EXERCISE DATA
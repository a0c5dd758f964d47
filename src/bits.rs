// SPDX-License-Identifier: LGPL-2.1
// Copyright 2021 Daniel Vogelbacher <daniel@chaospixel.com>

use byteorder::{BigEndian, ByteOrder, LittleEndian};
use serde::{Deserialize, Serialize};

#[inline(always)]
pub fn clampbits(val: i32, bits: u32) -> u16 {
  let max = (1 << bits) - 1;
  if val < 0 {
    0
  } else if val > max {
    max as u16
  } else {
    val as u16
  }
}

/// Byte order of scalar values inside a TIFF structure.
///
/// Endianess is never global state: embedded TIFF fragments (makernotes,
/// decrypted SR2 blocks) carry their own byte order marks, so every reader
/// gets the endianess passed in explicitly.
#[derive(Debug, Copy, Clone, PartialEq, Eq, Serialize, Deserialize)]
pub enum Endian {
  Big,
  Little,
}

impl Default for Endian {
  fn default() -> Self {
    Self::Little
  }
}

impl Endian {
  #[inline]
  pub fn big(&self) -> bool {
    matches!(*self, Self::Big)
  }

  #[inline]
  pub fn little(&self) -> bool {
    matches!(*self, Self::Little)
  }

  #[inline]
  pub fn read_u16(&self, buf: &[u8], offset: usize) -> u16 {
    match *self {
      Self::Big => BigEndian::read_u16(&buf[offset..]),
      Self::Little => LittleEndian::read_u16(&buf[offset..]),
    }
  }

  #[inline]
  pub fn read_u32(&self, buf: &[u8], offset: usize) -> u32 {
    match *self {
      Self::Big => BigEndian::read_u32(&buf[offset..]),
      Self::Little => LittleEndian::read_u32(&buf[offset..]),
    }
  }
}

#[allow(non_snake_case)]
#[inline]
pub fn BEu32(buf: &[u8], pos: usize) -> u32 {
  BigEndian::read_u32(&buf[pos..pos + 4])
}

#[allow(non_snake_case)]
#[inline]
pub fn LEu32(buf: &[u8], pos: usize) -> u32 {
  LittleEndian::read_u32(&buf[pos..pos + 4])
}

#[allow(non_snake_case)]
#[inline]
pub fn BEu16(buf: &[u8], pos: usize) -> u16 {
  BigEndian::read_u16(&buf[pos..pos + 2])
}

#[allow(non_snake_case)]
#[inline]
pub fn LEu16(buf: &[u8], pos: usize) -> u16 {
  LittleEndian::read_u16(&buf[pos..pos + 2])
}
...
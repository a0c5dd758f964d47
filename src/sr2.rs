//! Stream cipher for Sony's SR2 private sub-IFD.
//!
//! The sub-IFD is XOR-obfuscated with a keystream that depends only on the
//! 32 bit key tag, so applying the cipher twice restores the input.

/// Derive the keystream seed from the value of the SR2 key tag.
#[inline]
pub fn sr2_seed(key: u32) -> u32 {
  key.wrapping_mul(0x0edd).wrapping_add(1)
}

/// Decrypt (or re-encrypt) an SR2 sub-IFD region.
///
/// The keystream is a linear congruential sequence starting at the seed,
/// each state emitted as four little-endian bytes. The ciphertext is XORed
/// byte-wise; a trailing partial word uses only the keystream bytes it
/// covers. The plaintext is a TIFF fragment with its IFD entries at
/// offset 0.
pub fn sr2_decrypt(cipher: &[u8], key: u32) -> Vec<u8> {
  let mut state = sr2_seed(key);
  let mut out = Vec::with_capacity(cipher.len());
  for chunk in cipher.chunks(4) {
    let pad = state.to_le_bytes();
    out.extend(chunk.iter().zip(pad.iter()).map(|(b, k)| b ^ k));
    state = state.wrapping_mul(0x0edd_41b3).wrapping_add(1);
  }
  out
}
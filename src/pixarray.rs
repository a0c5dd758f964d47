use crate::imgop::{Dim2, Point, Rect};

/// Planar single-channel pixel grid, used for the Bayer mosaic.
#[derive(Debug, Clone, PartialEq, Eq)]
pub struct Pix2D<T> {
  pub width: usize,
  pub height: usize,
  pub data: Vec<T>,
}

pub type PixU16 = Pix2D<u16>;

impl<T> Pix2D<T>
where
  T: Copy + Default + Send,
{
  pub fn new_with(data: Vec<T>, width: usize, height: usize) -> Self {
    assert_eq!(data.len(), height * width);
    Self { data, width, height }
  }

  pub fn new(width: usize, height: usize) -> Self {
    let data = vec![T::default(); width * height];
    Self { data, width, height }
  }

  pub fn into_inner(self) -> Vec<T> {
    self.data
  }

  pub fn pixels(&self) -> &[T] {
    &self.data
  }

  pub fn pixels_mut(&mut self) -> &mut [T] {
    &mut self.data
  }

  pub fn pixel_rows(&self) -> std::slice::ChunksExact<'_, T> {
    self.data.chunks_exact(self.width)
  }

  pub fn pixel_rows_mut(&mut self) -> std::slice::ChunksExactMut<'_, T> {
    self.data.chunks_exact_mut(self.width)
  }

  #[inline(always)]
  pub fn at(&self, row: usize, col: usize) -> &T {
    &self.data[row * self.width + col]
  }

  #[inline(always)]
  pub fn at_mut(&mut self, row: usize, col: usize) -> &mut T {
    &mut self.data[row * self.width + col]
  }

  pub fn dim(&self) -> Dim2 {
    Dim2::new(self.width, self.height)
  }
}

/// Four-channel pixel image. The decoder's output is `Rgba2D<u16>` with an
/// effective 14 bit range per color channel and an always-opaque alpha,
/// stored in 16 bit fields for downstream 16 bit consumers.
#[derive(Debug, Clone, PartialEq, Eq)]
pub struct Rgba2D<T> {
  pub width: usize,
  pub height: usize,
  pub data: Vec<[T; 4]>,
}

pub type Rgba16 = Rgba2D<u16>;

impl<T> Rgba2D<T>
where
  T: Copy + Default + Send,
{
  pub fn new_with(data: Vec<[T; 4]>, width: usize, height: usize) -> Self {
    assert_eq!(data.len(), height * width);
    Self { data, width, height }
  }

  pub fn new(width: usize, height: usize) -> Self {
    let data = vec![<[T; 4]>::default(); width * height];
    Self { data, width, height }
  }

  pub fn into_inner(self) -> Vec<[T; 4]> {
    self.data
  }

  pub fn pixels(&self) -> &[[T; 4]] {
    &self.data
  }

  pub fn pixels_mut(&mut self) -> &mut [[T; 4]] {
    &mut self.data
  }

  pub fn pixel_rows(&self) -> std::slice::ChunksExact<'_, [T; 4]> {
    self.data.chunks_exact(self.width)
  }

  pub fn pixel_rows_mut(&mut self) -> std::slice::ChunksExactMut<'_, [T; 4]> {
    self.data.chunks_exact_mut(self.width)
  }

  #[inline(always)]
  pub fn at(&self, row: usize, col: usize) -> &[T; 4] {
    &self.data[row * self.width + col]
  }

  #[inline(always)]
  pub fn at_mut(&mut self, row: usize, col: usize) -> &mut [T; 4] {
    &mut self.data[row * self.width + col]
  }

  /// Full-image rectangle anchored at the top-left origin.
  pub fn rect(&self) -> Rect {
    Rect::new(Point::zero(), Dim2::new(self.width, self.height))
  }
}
==
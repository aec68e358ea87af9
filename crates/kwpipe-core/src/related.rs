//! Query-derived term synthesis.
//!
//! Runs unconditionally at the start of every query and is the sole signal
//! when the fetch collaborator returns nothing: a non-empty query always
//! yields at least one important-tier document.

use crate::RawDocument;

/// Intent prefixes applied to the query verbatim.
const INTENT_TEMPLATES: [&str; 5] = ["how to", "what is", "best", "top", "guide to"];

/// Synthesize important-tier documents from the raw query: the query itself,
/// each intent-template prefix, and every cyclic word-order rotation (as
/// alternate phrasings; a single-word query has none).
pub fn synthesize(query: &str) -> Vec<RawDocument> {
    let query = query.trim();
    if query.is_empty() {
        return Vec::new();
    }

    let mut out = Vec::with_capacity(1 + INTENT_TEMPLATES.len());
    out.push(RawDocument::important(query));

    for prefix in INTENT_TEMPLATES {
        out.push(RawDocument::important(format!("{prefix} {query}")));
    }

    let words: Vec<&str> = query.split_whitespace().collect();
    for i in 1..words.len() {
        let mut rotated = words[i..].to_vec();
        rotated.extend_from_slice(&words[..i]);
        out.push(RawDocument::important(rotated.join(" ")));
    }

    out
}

WORK REQUEST
Show all lines above holding the word "filename".

EXERCISE RESPONSE
filename src/bits.rs
filename src/sr2.rs
filename src/pixarray.rs
filename crates/kwpipe-core/src/related.rs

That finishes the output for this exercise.